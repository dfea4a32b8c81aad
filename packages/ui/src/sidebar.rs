use dioxus::prelude::*;
use store::models::initials;
use store::navigation::menu_for;

use crate::{use_app_state, use_services};

const SIDEBAR_CSS: Asset = asset!("/assets/styling/sidebar.css");

/// Role-filtered dashboard navigation with a logout entry at the bottom.
#[component]
pub fn AppSidebar() -> Element {
    let state = use_app_state();
    let role = state.read().auth.role();

    rsx! {
        document::Stylesheet { href: SIDEBAR_CSS }

        nav {
            class: "sidebar",

            div {
                class: "sidebar-brand",
                span { class: "sidebar-logo", "🐾" }
                span { class: "sidebar-title", "PetPerfect" }
            }

            div {
                class: "sidebar-menu",
                for item in menu_for(role) {
                    Link {
                        key: "{item.path}",
                        class: "sidebar-item",
                        active_class: "active",
                        to: item.path.to_string(),
                        "{item.label}"
                    }
                }
            }

            div {
                class: "sidebar-bottom",
                LogoutItem {}
            }
        }
    }
}

#[component]
fn LogoutItem() -> Element {
    let mut state = use_app_state();
    let services = use_services();

    let onclick = move |_| {
        tracing::info!("Signing out");
        state.write().logout(services.storage().as_ref());
    };

    rsx! {
        button {
            class: "sidebar-item sidebar-logout",
            onclick: onclick,
            "Logout"
        }
    }
}

/// Header bar with the signed-in user's avatar, name and role.
#[component]
pub fn Topbar() -> Element {
    let state = use_app_state();
    let Some((name, role)) = state
        .read()
        .auth
        .user()
        .map(|user| (user.name.clone(), user.role_label().to_string()))
    else {
        return rsx! {};
    };
    let avatar = initials(&name);

    rsx! {
        document::Stylesheet { href: SIDEBAR_CSS }
        header {
            class: "topbar",
            div { class: "topbar-spacer" }
            div {
                class: "topbar-user",
                div { class: "avatar", "{avatar}" }
                div {
                    class: "topbar-user-text",
                    span { class: "topbar-user-name", "{name}" }
                    span { class: "topbar-user-role", "{role}" }
                }
            }
        }
    }
}
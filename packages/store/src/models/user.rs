//! Users, roles, and the account snapshot cached alongside the access token.

use serde::{Deserialize, Serialize};

use super::pet::Pet;

/// The four account roles the backend knows about.
///
/// The backend sends the numeric `roleId`; anything outside `1..=4` is an
/// unknown role and gets no pages of its own.
#[derive(Clone, Copy, Debug, PartialEq, Eq, Hash)]
pub enum Role {
    Admin,
    Customer,
    Vet,
    Groomer,
}

impl Role {
    pub const ALL: [Role; 4] = [Role::Admin, Role::Customer, Role::Vet, Role::Groomer];

    pub fn from_id(id: u8) -> Option<Self> {
        match id {
            1 => Some(Role::Admin),
            2 => Some(Role::Customer),
            3 => Some(Role::Vet),
            4 => Some(Role::Groomer),
            _ => None,
        }
    }

    pub fn id(self) -> u8 {
        match self {
            Role::Admin => 1,
            Role::Customer => 2,
            Role::Vet => 3,
            Role::Groomer => 4,
        }
    }

    pub fn label(self) -> &'static str {
        match self {
            Role::Admin => "Admin",
            Role::Customer => "User",
            Role::Vet => "Vet",
            Role::Groomer => "Groomer",
        }
    }
}

/// A platform account as the backend returns it.
#[derive(Clone, Debug, Default, PartialEq, Serialize, Deserialize)]
#[serde(rename_all = "camelCase", default)]
pub struct User {
    pub id: i64,
    pub name: String,
    pub email: String,
    pub phone: Option<String>,
    pub role_id: u8,
    pub role_name: Option<String>,
    pub status: Option<String>,
}

impl User {
    pub fn role(&self) -> Option<Role> {
        Role::from_id(self.role_id)
    }

    /// Role label for tables, preferring the backend's own name.
    pub fn role_label(&self) -> &str {
        match (&self.role_name, self.role()) {
            (Some(name), _) if !name.is_empty() => name,
            (_, Some(role)) => role.label(),
            _ => "Unknown",
        }
    }

    pub fn is_active(&self) -> bool {
        self.status.as_deref() != Some("inactive")
    }
}

/// What login hands back next to the token: the user and their first pet.
///
/// Serialized verbatim under the `user` storage key.
#[derive(Clone, Debug, Default, PartialEq, Serialize, Deserialize)]
pub struct AccountSnapshot {
    pub user: User,
    #[serde(default)]
    pub pet: Option<Pet>,
}

impl AccountSnapshot {
    pub fn role(&self) -> Option<Role> {
        self.user.role()
    }
}

/// Response of the pet-profile endpoint: the owner plus every pet they own.
#[derive(Clone, Debug, Default, PartialEq, Serialize, Deserialize)]
#[serde(rename_all = "camelCase", default)]
pub struct UserDetails {
    pub id: i64,
    pub name: String,
    pub email: String,
    pub phone: Option<String>,
    pub pets: Vec<Pet>,
}

#[cfg(test)]
mod tests {
    use super::*;

    #[test]
    fn test_role_ids_round_trip() {
        for role in Role::ALL {
            assert_eq!(Role::from_id(role.id()), Some(role));
        }
        assert_eq!(Role::from_id(0), None);
        assert_eq!(Role::from_id(9), None);
    }

    #[test]
    fn test_user_deserializes_partial_record() {
        let user: User =
            serde_json::from_str(r#"{"id": 12, "name": "Ann", "email": "a@b.co", "roleId": 2}"#)
                .unwrap();
        assert_eq!(user.role(), Some(Role::Customer));
        assert_eq!(user.role_label(), "User");
        assert!(user.phone.is_none());
        assert!(user.is_active());
    }

    #[test]
    fn test_snapshot_without_pet() {
        let snapshot: AccountSnapshot =
            serde_json::from_str(r#"{"user": {"id": 1, "roleId": 1}}"#).unwrap();
        assert_eq!(snapshot.role(), Some(Role::Admin));
        assert!(snapshot.pet.is_none());
    }
}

◆ ◆ ◆

» **WHAT IS NEEDED**: Each entry above has to be transcribed exactly as it appears.

» **EXERCISE ANSWER**:
repository dfea4a32b8c81aad
filename packages/ui/src/sidebar.rs
use dioxus::prelude::*;
use store::models::initials;
use store::navigation::menu_for;

use crate::{use_app_state, use_services};

const SIDEBAR_CSS: Asset = asset!("/assets/styling/sidebar.css");

/// Role-filtered dashboard navigation with a logout entry at the bottom.
#[component]
pub fn AppSidebar() -> Element {
    let state = use_app_state();
    let role = state.read().auth.role();

    rsx! {
        document::Stylesheet { href: SIDEBAR_CSS }

        nav {
            class: "sidebar",

            div {
                class: "sidebar-brand",
                span { class: "sidebar-logo", "🐾" }
                span { class: "sidebar-title", "PetPerfect" }
            }

            div {
                class: "sidebar-menu",
                for item in menu_for(role) {
                    Link {
                        key: "{item.path}",
                        class: "sidebar-item",
                        active_class: "active",
                        to: item.path.to_string(),
                        "{item.label}"
                    }
                }
            }

            div {
                class: "sidebar-bottom",
                LogoutItem {}
            }
        }
    }
}

#[component]
fn LogoutItem() -> Element {
    let mut state = use_app_state();
    let services = use_services();

    let onclick = move |_| {
        tracing::info!("Signing out");
        state.write().logout(services.storage().as_ref());
    };

    rsx! {
        button {
            class: "sidebar-item sidebar-logout",
            onclick: onclick,
            "Logout"
        }
    }
}

/// Header bar with the signed-in user's avatar, name and role.
#[component]
pub fn Topbar() -> Element {
    let state = use_app_state();
    let Some((name, role)) = state
        .read()
        .auth
        .user()
        .map(|user| (user.name.clone(), user.role_label().to_string()))
    else {
        return rsx! {};
    };
    let avatar = initials(&name);

    rsx! {
        document::Stylesheet { href: SIDEBAR_CSS }
        header {
            class: "topbar",
            div { class: "topbar-spacer" }
            div {
                class: "topbar-user",
                div { class: "avatar", "{avatar}" }
                div {
                    class: "topbar-user-text",
                    span { class: "topbar-user-name", "{name}" }
                    span { class: "topbar-user-role", "{role}" }
                }
            }
        }
    }
}
filename packages/store/src/models/user.rs
//! Users, roles, and the account snapshot cached alongside the access token.

use serde::{Deserialize, Serialize};

use super::pet::Pet;

/// The four account roles the backend knows about.
///
/// The backend sends the numeric `roleId`; anything outside `1..=4` is an
/// unknown role and gets no pages of its own.
#[derive(Clone, Copy, Debug, PartialEq, Eq, Hash)]
pub enum Role {
    Admin,
    Customer,
    Vet,
    Groomer,
}

impl Role {
    pub const ALL: [Role; 4] = [Role::Admin, Role::Customer, Role::Vet, Role::Groomer];

    pub fn from_id(id: u8) -> Option<Self> {
        match id {
            1 => Some(Role::Admin),
            2 => Some(Role::Customer),
            3 => Some(Role::Vet),
            4 => Some(Role::Groomer),
            _ => None,
        }
    }

    pub fn id(self) -> u8 {
        match self {
            Role::Admin => 1,
            Role::Customer => 2,
            Role::Vet => 3,
            Role::Groomer => 4,
        }
    }

    pub fn label(self) -> &'static str {
        match self {
            Role::Admin => "Admin",
            Role::Customer => "User",
            Role::Vet => "Vet",
            Role::Groomer => "Groomer",
        }
    }
}

/// A platform account as the backend returns it.
#[derive(Clone, Debug, Default, PartialEq, Serialize, Deserialize)]
#[serde(rename_all = "camelCase", default)]
pub struct User {
    pub id: i64,
    pub name: String,
    pub email: String,
    pub phone: Option<String>,
    pub role_id: u8,
    pub role_name: Option<String>,
    pub status: Option<String>,
}

impl User {
    pub fn role(&self) -> Option<Role> {
        Role::from_id(self.role_id)
    }

    /// Role label for tables, preferring the backend's own name.
    pub fn role_label(&self) -> &str {
        match (&self.role_name, self.role()) {
            (Some(name), _) if !name.is_empty() => name,
            (_, Some(role)) => role.label(),
            _ => "Unknown",
        }
    }

    pub fn is_active(&self) -> bool {
        self.status.as_deref() != Some("inactive")
    }
}

/// What login hands back next to the token: the user and their first pet.
///
/// Serialized verbatim under the `user` storage key.
#[derive(Clone, Debug, Default, PartialEq, Serialize, Deserialize)]
pub struct AccountSnapshot {
    pub user: User,
    #[serde(default)]
    pub pet: Option<Pet>,
}

impl AccountSnapshot {
    pub fn role(&self) -> Option<Role> {
        self.user.role()
    }
}

/// Response of the pet-profile endpoint: the owner plus every pet they own.
#[derive(Clone, Debug, Default, PartialEq, Serialize, Deserialize)]
#[serde(rename_all = "camelCase", default)]
pub struct UserDetails {
    pub id: i64,
    pub name: String,
    pub email: String,
    pub phone: Option<String>,
    pub pets: Vec<Pet>,
}

#[cfg(test)]
mod tests {
    use super::*;

    #[test]
    fn test_role_ids_round_trip() {
        for role in Role::ALL {
            assert_eq!(Role::from_id(role.id()), Some(role));
        }
        assert_eq!(Role::from_id(0), None);
        assert_eq!(Role::from_id(9), None);
    }

    #[test]
    fn test_user_deserializes_partial_record() {
        let user: User =
            serde_json::from_str(r#"{"id": 12, "name": "Ann", "email": "a@b.co", "roleId": 2}"#)
                .unwrap();
        assert_eq!(user.role(), Some(Role::Customer));
        assert_eq!(user.role_label(), "User");
        assert!(user.phone.is_none());
        assert!(user.is_active());
    }

    #[test]
    fn test_snapshot_without_pet() {
        let snapshot: AccountSnapshot =
            serde_json::from_str(r#"{"user": {"id": 1, "roleId": 1}}"#).unwrap();
        assert_eq!(snapshot.role(), Some(Role::Admin));
        assert!(snapshot.pet.is_none());
    }
}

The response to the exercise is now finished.